Your instructions
How many lines of the data include the string "Debug"? State the number and nothing else.

Task data
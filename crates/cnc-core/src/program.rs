//! 动作程序
//!
//! 有序、只追加的 (动作, 执行前状态, 执行后状态) 序列。加入时立即克隆状态，之后调用方
//! 修改自己的活动状态不会影响已记录的历史。
//!
//! 运动辅助方法负责：
//! - 按轴限制进给和加速度
//! - 编译运动指令
//! - 用可实现的物理位移（而不是请求位移）推进状态

use crate::command::{ArcMoveCommand, LineMoveCommand, MovementOptions, RtCommand};
use crate::config::MachineParameters;
use crate::error::CompileError;
use crate::geometry::{Axis, Plane};
use crate::math::{is_negligible, Vector3, AXIS_EPSILON, MOVE_EPSILON};
use crate::state::{CncState, MoveType};
use crate::transport::ModbusToolCommand;
use std::sync::Arc;
use std::time::Duration;

/// 动作标识（程序内的序号）
#[derive(Debug, Clone, Copy, PartialEq, Eq, Hash, PartialOrd, Ord)]
pub struct ActionId(pub usize);

/// 作用于执行引擎本身的控制指令
#[derive(Debug, Clone, Copy, PartialEq, Eq)]
pub enum ControlCommand {
    /// 暂停，等待继续
    Pause,
    /// 结束程序
    Stop,
    /// 人工换刀
    SelectTool(u32),
    /// 请求把硬件坐标重新锚定到当前逻辑位置
    Resync,
}

/// 动作
#[derive(Debug, Clone, PartialEq)]
pub enum Action {
    /// 实时子系统指令（运动或控制）
    Rt(RtCommand),
    /// 工具寄存器写入
    ToolRegisters(ModbusToolCommand),
    MachineControl(ControlCommand),
    Delay(Duration),
    /// 不产生硬件动作，只承载状态变化
    Placeholder,
}

/// 程序条目
#[derive(Debug, Clone, PartialEq)]
pub struct ProgramEntry {
    pub id: ActionId,
    pub action: Action,
    pub before: Option<CncState>,
    pub after: Option<CncState>,
}

/// 动作程序
#[derive(Debug, Clone)]
pub struct ActionProgram {
    config: Arc<MachineParameters>,
    entries: Vec<ProgramEntry>,
}

impl ActionProgram {
    pub fn new(config: Arc<MachineParameters>) -> Self {
        Self {
            config,
            entries: Vec::new(),
        }
    }

    pub fn config(&self) -> &MachineParameters {
        &self.config
    }

    pub fn entries(&self) -> &[ProgramEntry] {
        &self.entries
    }

    pub fn get(&self, id: ActionId) -> Option<&ProgramEntry> {
        self.entries.get(id.0)
    }

    pub fn len(&self) -> usize {
        self.entries.len()
    }

    pub fn is_empty(&self) -> bool {
        self.entries.is_empty()
    }

    /// 下一个动作将获得的标识
    pub fn next_id(&self) -> ActionId {
        ActionId(self.entries.len())
    }

    /// 追加动作，状态立即深拷贝
    pub fn add_action(
        &mut self,
        action: Action,
        before: Option<&CncState>,
        after: Option<&CncState>,
    ) -> ActionId {
        let id = self.next_id();
        self.entries.push(ProgramEntry {
            id,
            action,
            before: before.cloned(),
            after: after.cloned(),
        });
        id
    }

    /// 追加状态不变的实时指令
    pub fn add_rt_command(&mut self, command: RtCommand, state: &CncState) -> ActionId {
        self.add_action(Action::Rt(command), Some(state), Some(state))
    }

    // ========== 控制 ==========

    pub fn add_lock(&mut self, state: &CncState) {
        self.add_rt_command(RtCommand::Lock(true), state);
    }

    pub fn add_unlock(&mut self, state: &CncState) {
        self.add_rt_command(RtCommand::Lock(false), state);
    }

    /// 当前位置设为原点，返回清零后的状态
    pub fn add_set_zero(&mut self, state: &CncState) -> CncState {
        let after = state.zeroed();
        self.add_action(Action::Rt(RtCommand::SetZero), Some(state), Some(&after));
        after
    }

    pub fn add_enable_break_on_probe(&mut self, state: &CncState) {
        self.add_rt_command(RtCommand::BreakOnProbe(true), state);
    }

    pub fn add_disable_break_on_probe(&mut self, state: &CncState) {
        self.add_rt_command(RtCommand::BreakOnProbe(false), state);
    }

    pub fn add_enable_fail_on_limit(&mut self, state: &CncState) {
        self.add_rt_command(RtCommand::FailOnLimit(true), state);
    }

    pub fn add_disable_fail_on_limit(&mut self, state: &CncState) {
        self.add_rt_command(RtCommand::FailOnLimit(false), state);
    }

    /// 执行到这里时要求上层重新同步坐标
    pub fn add_resync(&mut self, state: &CncState) {
        self.add_action(
            Action::MachineControl(ControlCommand::Resync),
            Some(state),
            Some(state),
        );
    }

    // ========== 宏 ==========

    /// 单轴分阶段接近：快速全行程、慢速回退、慢速再次接近（1.2 倍回退距离）
    fn staged_approach(&self, axis: Axis, follow_invert: bool) -> [(Vector3, f64); 3] {
        let params = self.config.axis(axis);
        let mut distances = [-params.size, params.step_back, -params.step_back * 1.2];
        if follow_invert && params.invert {
            distances = distances.map(|d| -d);
        }
        let feeds = [self.config.fast_feed, self.config.slow_feed, self.config.slow_feed];

        let mut moves = [(Vector3::zeros(), 0.0); 3];
        for (i, (distance, feed)) in distances.into_iter().zip(feeds).enumerate() {
            let mut delta = Vector3::zeros();
            delta[axis.index()] = distance;
            moves[i] = (delta, feed);
        }
        moves
    }

    /// 开环探索运动，进给同样受按轴限制
    fn exploratory_line(&self, delta: Vector3, feed: f64) -> Action {
        let (max_feed, acc) = self.axis_limits(&delta.normalize());
        let options = MovementOptions::constant(feed.min(max_feed), acc);
        Action::Rt(LineMoveCommand::new(delta, options, &self.config).into())
    }

    /// 回零：依次 Z、X、Y，全部完成后设零点
    ///
    /// 各子运动预期会被限位开关截断，因此不记录状态快照，限位报错在整个过程中关闭。
    /// 返回的零点状态没有残差。
    pub fn add_homing(&mut self, state: &CncState) -> CncState {
        self.add_action(Action::Rt(RtCommand::FailOnLimit(false)), None, None);
        for axis in [Axis::Z, Axis::X, Axis::Y] {
            for (delta, feed) in self.staged_approach(axis, true) {
                let action = self.exploratory_line(delta, feed);
                self.add_action(action, None, None);
            }
        }

        let after = state.zeroed();
        self.add_action(Action::Rt(RtCommand::SetZero), None, Some(&after));
        self.add_action(Action::Rt(RtCommand::FailOnLimit(true)), None, None);
        after
    }

    /// Z 轴探测
    ///
    /// `after` 只挂在最后一段慢速接近上，这一段预期被探针触发截断。
    /// 探测后实际位置由探针决定，之前的目标不再有意义：挂上的快照和返回的状态
    /// （`after`，缺省为 `state`）都丢弃残差。
    pub fn add_z_probe(&mut self, state: &CncState, after: Option<&CncState>) -> CncState {
        let mut resolved = after.unwrap_or(state).clone();
        resolved.axis.forget_residual();

        self.add_enable_break_on_probe(state);
        self.add_action(Action::Rt(RtCommand::FailOnLimit(false)), None, None);

        let moves = self.staged_approach(Axis::Z, false);
        let last = moves.len() - 1;
        for (i, (delta, feed)) in moves.into_iter().enumerate() {
            let action = self.exploratory_line(delta, feed);
            let recorded = (i == last && after.is_some()).then_some(&resolved);
            self.add_action(action, None, recorded);
        }

        self.add_action(Action::Rt(RtCommand::BreakOnProbe(false)), None, None);
        self.add_action(Action::Rt(RtCommand::FailOnLimit(true)), None, None);
        resolved
    }

    // ========== 运动 ==========

    /// 按轴限制的 (最大进给, 最大加速度)
    ///
    /// `bound` 是每轴方向分量的绝对值上界。
    pub fn axis_limits(&self, bound: &Vector3) -> (f64, f64) {
        let mut feed = f64::MAX;
        let mut acc = f64::MAX;
        for component in bound.iter().map(|c| c.abs()) {
            if component > AXIS_EPSILON {
                feed = feed.min(self.config.max_feed / component);
                acc = acc.min(self.config.max_acceleration / component);
            }
        }
        (feed, acc)
    }

    fn record_move(
        &mut self,
        command: RtCommand,
        delta: Vector3,
        physical_delta: Vector3,
        move_type: MoveType,
        state: &CncState,
    ) -> CncState {
        let mut after = state.clone();
        after.axis.target_position = state.axis.position + delta;
        after.axis.position += physical_delta;
        after.axis.move_type = move_type;
        self.add_action(Action::Rt(command), Some(state), Some(&after));
        after
    }

    fn line(&mut self, delta: Vector3, feed: Option<f64>, state: &CncState) -> CncState {
        if is_negligible(&delta, MOVE_EPSILON) {
            return state.clone();
        }

        let (max_feed, acc) = self.axis_limits(&delta.normalize());
        let (feed, move_type) = match feed {
            Some(requested) => (requested.min(max_feed), MoveType::Line),
            None => (max_feed, MoveType::FastLine),
        };

        let options = MovementOptions::new(feed, max_feed, 0.0, acc);
        let command = LineMoveCommand::new(delta, options, &self.config);
        let physical = command.physical_delta;
        self.record_move(command.into(), delta, physical, move_type, state)
    }

    /// 直线进给运动
    pub fn add_line_movement(&mut self, delta: Vector3, feed: f64, state: &CncState) -> CncState {
        self.line(delta, Some(feed), state)
    }

    /// 快速直线运动（按轴限制的最大进给）
    pub fn add_fast_line_movement(&mut self, delta: Vector3, state: &CncState) -> CncState {
        self.line(delta, None, state)
    }

    fn arc(&mut self, mut arc: ArcMoveCommand, feed: f64, state: &CncState) -> CncState {
        let (max_feed, acc) = self.axis_limits(&arc.direction_bound());
        arc.options = MovementOptions::new(feed.min(max_feed), max_feed, 0.0, acc);

        let move_type = if arc.ccw { MoveType::ArcCcw } else { MoveType::ArcCw };
        let (delta, physical) = (arc.delta, arc.physical_delta);
        self.record_move(arc.into(), delta, physical, move_type, state)
    }

    /// 圆弧运动（半径形式，负半径取大弧）
    pub fn add_arc_movement_radius(
        &mut self,
        delta: Vector3,
        radius: f64,
        ccw: bool,
        plane: Plane,
        feed: f64,
        state: &CncState,
    ) -> Result<CncState, CompileError> {
        let arc = ArcMoveCommand::with_radius(
            delta,
            radius,
            ccw,
            plane,
            MovementOptions::default(),
            &self.config,
        )?;
        Ok(self.arc(arc, feed, state))
    }

    /// 圆弧运动（圆心形式）
    pub fn add_arc_movement_center(
        &mut self,
        delta: Vector3,
        start_to_center: Vector3,
        ccw: bool,
        plane: Plane,
        feed: f64,
        state: &CncState,
    ) -> Result<CncState, CompileError> {
        let arc = ArcMoveCommand::with_center(
            delta,
            start_to_center,
            ccw,
            plane,
            MovementOptions::default(),
            &self.config,
        )?;
        Ok(self.arc(arc, feed, state))
    }

    // ========== 工具 ==========

    pub fn add_tool_command(
        &mut self,
        command: ModbusToolCommand,
        before: &CncState,
        after: &CncState,
    ) {
        self.add_action(Action::ToolRegisters(command), Some(before), Some(after));
    }

    pub fn add_tool_change(&mut self, tool: u32) {
        self.add_action(
            Action::MachineControl(ControlCommand::SelectTool(tool)),
            None,
            None,
        );
    }

    pub fn enable_rt_tool(&mut self, tool: u32, before: &CncState, after: &CncState) {
        let command = RtCommand::Tool { tool, enabled: true };
        self.add_action(Action::Rt(command), Some(before), Some(after));
    }

    pub fn disable_rt_tool(&mut self, tool: u32, before: &CncState, after: &CncState) {
        let command = RtCommand::Tool { tool, enabled: false };
        self.add_action(Action::Rt(command), Some(before), Some(after));
    }

    // ========== 停止 ==========

    pub fn add_break(&mut self) {
        self.add_action(Action::MachineControl(ControlCommand::Pause), None, None);
    }

    pub fn add_stop(&mut self) {
        self.add_action(Action::MachineControl(ControlCommand::Stop), None, None);
    }

    // ========== 其他 ==========

    pub fn add_placeholder(&mut self, state: &CncState) {
        self.add_action(Action::Placeholder, Some(state), Some(state));
    }

    /// 纯状态变化（如切换坐标系）
    pub fn add_state_change(&mut self, before: &CncState, after: &CncState) {
        self.add_action(Action::Placeholder, Some(before), Some(after));
    }

    pub fn add_delay(&mut self, ms: u64, state: &CncState) {
        self.add_action(
            Action::Delay(Duration::from_millis(ms)),
            Some(state),
            Some(state),
        );
    }
}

Exercise response
5